-- TASK DETAILS --
Could you report every line from the entries that includes the word "tests"?

-- EXTRACTED MATERIAL --

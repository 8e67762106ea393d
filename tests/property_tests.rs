//! Property tests over randomized Kuhn poker searches.

use proptest::prelude::*;

use ismcts::evaluator::{RandomRolloutEvaluator, UniformEvaluator};
use ismcts::game::GameState;
use ismcts::games::kuhn::{KuhnAction, KuhnState};
use ismcts::mcts::{
    ActionSetMode, ChildSelectionPolicy, FinalPolicyType, ISMCTSConfig, ISMCTSSearch, WorldSamples,
};

/// Decision states: a deal plus a non-terminal betting prefix.
fn decision_state() -> impl Strategy<Value = KuhnState> {
    let deals = (0u8..3, 0u8..3).prop_filter("distinct cards", |(a, b)| a != b);
    let prefixes = prop_oneof![
        Just(vec![]),
        Just(vec![KuhnAction::Pass]),
        Just(vec![KuhnAction::Bet]),
        Just(vec![KuhnAction::Pass, KuhnAction::Bet]),
    ];

    (deals, prefixes).prop_map(|((a, b), prefix)| {
        let mut state = KuhnState::with_cards(a, b);
        for action in &prefix {
            state.apply_action(action);
        }
        state
    })
}

fn config() -> impl Strategy<Value = ISMCTSConfig> {
    (
        any::<u64>(),
        1u32..150,
        prop_oneof![Just(WorldSamples::Unlimited), (1usize..5).prop_map(WorldSamples::Bounded)],
        prop_oneof![Just(ChildSelectionPolicy::Uct), Just(ChildSelectionPolicy::Puct)],
        prop_oneof![
            Just(FinalPolicyType::NormalizedVisitCount),
            Just(FinalPolicyType::MaxVisitCount),
            Just(FinalPolicyType::MaxValue),
        ],
        prop_oneof![Just(ActionSetMode::Strict), Just(ActionSetMode::Tolerant)],
        0.0f64..3.0,
    )
        .prop_map(|(seed, sims, samples, selection, final_policy, mode, c)| {
            ISMCTSConfig::default()
                .with_seed(seed)
                .with_simulations(sims)
                .with_world_samples(samples)
                .with_selection(selection)
                .with_final_policy(final_policy)
                .with_action_set_mode(mode)
                .with_exploration(c)
        })
}

proptest! {
    #![proptest_config(ProptestConfig::with_cases(64))]

    #[test]
    fn visit_gap_is_zero_or_one(state in decision_state(), config in config()) {
        let mut search = ISMCTSSearch::new(RandomRolloutEvaluator::new(1), config);
        search.run_search(&state).unwrap();

        for (key, node) in search.store().iter() {
            let children = node.child_visits();
            prop_assert!(node.visits() >= children, "{} has more child visits than visits", key);
            let gap = node.visits() - children;
            prop_assert!(gap <= 1, "{} has gap {}", key, gap);
        }
    }

    #[test]
    fn policy_covers_each_legal_action_once(state in decision_state(), config in config()) {
        let legal = state.legal_actions();
        let mut search = ISMCTSSearch::new(UniformEvaluator, config);
        let policy = search.run_search(&state).unwrap();

        let total: f64 = policy.iter().map(|(_, p)| p).sum();
        prop_assert!((total - 1.0).abs() < 1e-5, "policy sums to {}", total);
        prop_assert_eq!(policy.len(), legal.len());
        for action in &legal {
            prop_assert_eq!(policy.iter().filter(|(a, _)| *a == action).count(), 1);
        }
        prop_assert!(policy.iter().all(|(_, p)| (0.0..=1.0 + 1e-9).contains(&p)));
    }

    #[test]
    fn resampling_preserves_information_state(state in decision_state(), seed in any::<u64>()) {
        let player = state.current_player().player().unwrap();
        let mut rng = ismcts::SearchRng::new(seed);

        let sampled = state.resample_from_infostate(player, &mut rng).unwrap();

        prop_assert_eq!(
            sampled.information_state_string(player),
            state.information_state_string(player)
        );
    }
}
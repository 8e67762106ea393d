//! Child scoring, expansion and tree-policy selection.
//!
//! - `SelectionPolicy`: how a child is scored (`Uct`, `Puct`)
//! - `check_expand`: which unexpanded legal action to grow next, if any
//! - `select_action`: best-scoring child with random tie-breaking

use log::debug;

use crate::core::SearchRng;
use crate::error::{ISMCTSError, Result};

use super::config::{ActionSetMode, ChildSelectionPolicy, ISMCTSConfig};
use super::node::{ChildStat, ISMCTSNode};

/// Scores within this distance of the best are treated as tied.
pub const TIE_TOLERANCE: f64 = 1e-5;

// =============================================================================
// Selection Policy
// =============================================================================

/// Scores a child of a node with `parent_visits` total visits.
pub trait SelectionPolicy {
    /// Selection score; higher is better.
    fn value<A>(&self, parent_visits: u32, child: &ChildStat<A>, c: f64) -> f64;
}

/// UCT (Upper Confidence Bound applied to Trees).
///
/// Formula: Q(a) + c * sqrt(ln(N) / n(a)). Unvisited children score 0, so
/// they never win against a visited sibling with a positive score.
#[derive(Clone, Copy, Debug, Default)]
pub struct Uct;

impl SelectionPolicy for Uct {
    fn value<A>(&self, parent_visits: u32, child: &ChildStat<A>, c: f64) -> f64 {
        if child.visits == 0 {
            return 0.0;
        }
        let ln_parent = (parent_visits as f64).ln();
        child.mean_return() + c * (ln_parent / child.visits as f64).sqrt()
    }
}

/// PUCT (Predictor + UCT).
///
/// Formula: Q(a) + c * P(a) * sqrt(N) / (1 + n(a)). Unvisited children get
/// the pure exploration term c * P(a) * sqrt(max(1, N)).
#[derive(Clone, Copy, Debug, Default)]
pub struct Puct;

impl SelectionPolicy for Puct {
    fn value<A>(&self, parent_visits: u32, child: &ChildStat<A>, c: f64) -> f64 {
        if child.visits == 0 {
            return c * child.prior * (parent_visits.max(1) as f64).sqrt();
        }
        child.mean_return()
            + c * child.prior * (parent_visits as f64).sqrt() / (1.0 + child.visits as f64)
    }
}

impl SelectionPolicy for ChildSelectionPolicy {
    fn value<A>(&self, parent_visits: u32, child: &ChildStat<A>, c: f64) -> f64 {
        match self {
            ChildSelectionPolicy::Uct => Uct.value(parent_visits, child, c),
            ChildSelectionPolicy::Puct => Puct.value(parent_visits, child, c),
        }
    }
}

// =============================================================================
// Expansion
// =============================================================================

/// Pick a legal action that has no statistics yet.
///
/// Returns `None` when the node is fully expanded. In strict mode a node
/// with as many children as legal actions is fully expanded without
/// checking which actions they are.
pub fn check_expand<A: Clone + PartialEq>(
    node: &ISMCTSNode<A>,
    legal: &[A],
    mode: ActionSetMode,
    rng: &mut SearchRng,
) -> Option<A> {
    if mode == ActionSetMode::Strict && node.children.len() == legal.len() {
        return None;
    }

    let missing: Vec<&A> = legal.iter().filter(|a| node.child(a).is_none()).collect();
    rng.choose(&missing).map(|a| (*a).clone())
}

// =============================================================================
// Selection
// =============================================================================

/// Choose the best-scoring child, breaking ties uniformly at random.
pub fn select_action<A: Clone, P: SelectionPolicy>(
    node: &ISMCTSNode<A>,
    policy: &P,
    c: f64,
    rng: &mut SearchRng,
) -> Result<A> {
    let parent_visits = node.total_visits.unwrap_or(0);
    let scores: Vec<f64> = node
        .children
        .iter()
        .map(|child| policy.value(parent_visits, child, c))
        .collect();

    let best = scores.iter().copied().fold(f64::NEG_INFINITY, f64::max);
    let candidates: Vec<&ChildStat<A>> = node
        .children
        .iter()
        .zip(&scores)
        .filter(|(_, score)| **score >= best - TIE_TOLERANCE)
        .map(|(child, _)| child)
        .collect();

    rng.choose(&candidates)
        .map(|child| child.action.clone())
        .ok_or_else(|| {
            ISMCTSError::StateProtocol("select_action called on a node with no children".into())
        })
}

/// Tree-policy selection honouring the configured action-set mode.
///
/// In tolerant mode the node is first restricted to `legal`; if no legal
/// action has been visited, one is chosen uniformly at random and given
/// statistics in the real node.
pub fn select_action_tree_policy<A: Clone + PartialEq>(
    node: &mut ISMCTSNode<A>,
    legal: &[A],
    config: &ISMCTSConfig,
    rng: &mut SearchRng,
) -> Result<A> {
    let c = config.exploration_constant;

    match config.action_set_mode {
        ActionSetMode::Strict => select_action(node, &config.child_selection, c, rng),
        ActionSetMode::Tolerant => {
            let filtered = node.filter_legal(legal);
            if filtered.visits() > 0 && !filtered.children.is_empty() {
                return select_action(&filtered, &config.child_selection, c, rng);
            }

            let action = rng.choose(legal).cloned().ok_or_else(|| {
                ISMCTSError::StateProtocol("tree policy called without legal actions".into())
            })?;
            debug!("no visited legal action among {}, choosing at random", legal.len());
            node.expand(&action);
            Ok(action)
        }
    }
}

-- ANSWER FOR THIS EXERCISE --
filename tests/property_tests.rs
//! Property tests over randomized Kuhn poker searches.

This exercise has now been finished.